(Stored data entries)
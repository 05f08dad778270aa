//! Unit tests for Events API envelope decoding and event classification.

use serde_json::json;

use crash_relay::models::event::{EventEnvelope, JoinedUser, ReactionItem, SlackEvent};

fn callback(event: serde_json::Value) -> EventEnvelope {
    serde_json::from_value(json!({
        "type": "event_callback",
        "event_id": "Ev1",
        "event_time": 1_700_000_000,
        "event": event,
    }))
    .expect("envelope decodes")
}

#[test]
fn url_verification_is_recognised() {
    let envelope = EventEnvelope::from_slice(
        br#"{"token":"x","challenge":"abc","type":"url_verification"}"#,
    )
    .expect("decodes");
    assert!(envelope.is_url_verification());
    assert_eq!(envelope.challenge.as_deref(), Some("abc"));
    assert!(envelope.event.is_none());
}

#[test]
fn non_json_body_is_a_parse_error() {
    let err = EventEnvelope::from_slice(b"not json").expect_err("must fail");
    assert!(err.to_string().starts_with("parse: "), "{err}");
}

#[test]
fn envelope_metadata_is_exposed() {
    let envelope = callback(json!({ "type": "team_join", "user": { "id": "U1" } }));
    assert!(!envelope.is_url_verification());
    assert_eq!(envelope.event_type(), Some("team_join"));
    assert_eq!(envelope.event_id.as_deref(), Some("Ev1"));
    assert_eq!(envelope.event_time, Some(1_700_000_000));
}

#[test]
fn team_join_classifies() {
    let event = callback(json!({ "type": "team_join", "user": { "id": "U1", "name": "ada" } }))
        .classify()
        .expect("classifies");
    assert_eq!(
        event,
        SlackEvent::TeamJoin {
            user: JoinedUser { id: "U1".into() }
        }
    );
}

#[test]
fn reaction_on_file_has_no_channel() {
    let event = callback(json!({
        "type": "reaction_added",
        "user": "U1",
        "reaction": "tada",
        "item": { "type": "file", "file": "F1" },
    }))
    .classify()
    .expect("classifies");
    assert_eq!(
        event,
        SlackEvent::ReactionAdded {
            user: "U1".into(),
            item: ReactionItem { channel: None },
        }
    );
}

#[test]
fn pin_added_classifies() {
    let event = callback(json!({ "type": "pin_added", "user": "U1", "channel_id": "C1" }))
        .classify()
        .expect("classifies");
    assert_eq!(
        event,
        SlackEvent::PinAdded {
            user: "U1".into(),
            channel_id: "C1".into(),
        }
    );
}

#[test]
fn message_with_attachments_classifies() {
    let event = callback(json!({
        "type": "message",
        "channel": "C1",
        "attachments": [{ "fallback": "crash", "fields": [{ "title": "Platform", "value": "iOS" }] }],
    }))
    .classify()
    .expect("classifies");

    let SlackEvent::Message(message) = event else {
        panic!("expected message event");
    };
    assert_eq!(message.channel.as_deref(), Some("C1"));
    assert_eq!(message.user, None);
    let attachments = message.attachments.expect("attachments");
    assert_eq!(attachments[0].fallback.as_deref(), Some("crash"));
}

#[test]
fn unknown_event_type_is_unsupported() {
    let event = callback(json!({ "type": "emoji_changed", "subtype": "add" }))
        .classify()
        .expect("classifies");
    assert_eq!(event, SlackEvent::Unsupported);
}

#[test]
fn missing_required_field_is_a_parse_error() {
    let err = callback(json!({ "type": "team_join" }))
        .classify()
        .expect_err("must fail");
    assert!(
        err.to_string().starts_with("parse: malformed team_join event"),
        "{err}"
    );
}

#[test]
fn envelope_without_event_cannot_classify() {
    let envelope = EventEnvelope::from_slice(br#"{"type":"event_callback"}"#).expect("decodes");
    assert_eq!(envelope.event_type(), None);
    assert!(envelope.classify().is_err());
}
---
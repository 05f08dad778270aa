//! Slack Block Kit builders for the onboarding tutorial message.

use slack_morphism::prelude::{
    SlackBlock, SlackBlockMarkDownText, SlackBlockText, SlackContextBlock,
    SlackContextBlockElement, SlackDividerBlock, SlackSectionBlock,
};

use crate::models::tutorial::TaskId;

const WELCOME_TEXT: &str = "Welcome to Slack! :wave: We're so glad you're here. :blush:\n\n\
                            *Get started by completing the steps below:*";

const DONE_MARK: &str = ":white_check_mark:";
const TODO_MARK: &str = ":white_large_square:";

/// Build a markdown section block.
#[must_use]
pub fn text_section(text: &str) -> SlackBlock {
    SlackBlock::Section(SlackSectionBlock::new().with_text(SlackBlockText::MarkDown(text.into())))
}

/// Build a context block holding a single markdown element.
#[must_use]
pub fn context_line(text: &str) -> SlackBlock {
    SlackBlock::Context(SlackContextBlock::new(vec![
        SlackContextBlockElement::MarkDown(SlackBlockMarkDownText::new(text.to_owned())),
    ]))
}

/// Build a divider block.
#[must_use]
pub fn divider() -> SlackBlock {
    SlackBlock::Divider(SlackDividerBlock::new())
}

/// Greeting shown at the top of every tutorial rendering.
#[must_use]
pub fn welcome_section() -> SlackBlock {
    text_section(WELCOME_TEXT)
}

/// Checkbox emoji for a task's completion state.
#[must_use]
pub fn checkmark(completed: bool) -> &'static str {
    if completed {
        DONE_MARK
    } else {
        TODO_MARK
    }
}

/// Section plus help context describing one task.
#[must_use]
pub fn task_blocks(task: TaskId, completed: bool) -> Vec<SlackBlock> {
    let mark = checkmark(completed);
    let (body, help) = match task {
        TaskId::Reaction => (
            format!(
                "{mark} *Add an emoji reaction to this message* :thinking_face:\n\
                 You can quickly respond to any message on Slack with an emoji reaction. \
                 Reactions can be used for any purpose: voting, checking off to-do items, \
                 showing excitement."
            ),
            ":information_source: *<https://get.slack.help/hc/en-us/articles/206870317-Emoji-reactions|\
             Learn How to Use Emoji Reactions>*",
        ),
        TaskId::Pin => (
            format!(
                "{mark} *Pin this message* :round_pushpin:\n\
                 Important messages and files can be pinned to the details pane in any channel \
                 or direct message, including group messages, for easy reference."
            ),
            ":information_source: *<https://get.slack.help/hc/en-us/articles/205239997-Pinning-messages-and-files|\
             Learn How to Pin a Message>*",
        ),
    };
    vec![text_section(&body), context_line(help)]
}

TASK INSTRUCTIONS: Scan the records above for lines with the word "decodes". Then report how many there are, as a bare number.

TASK SOLUTION: 3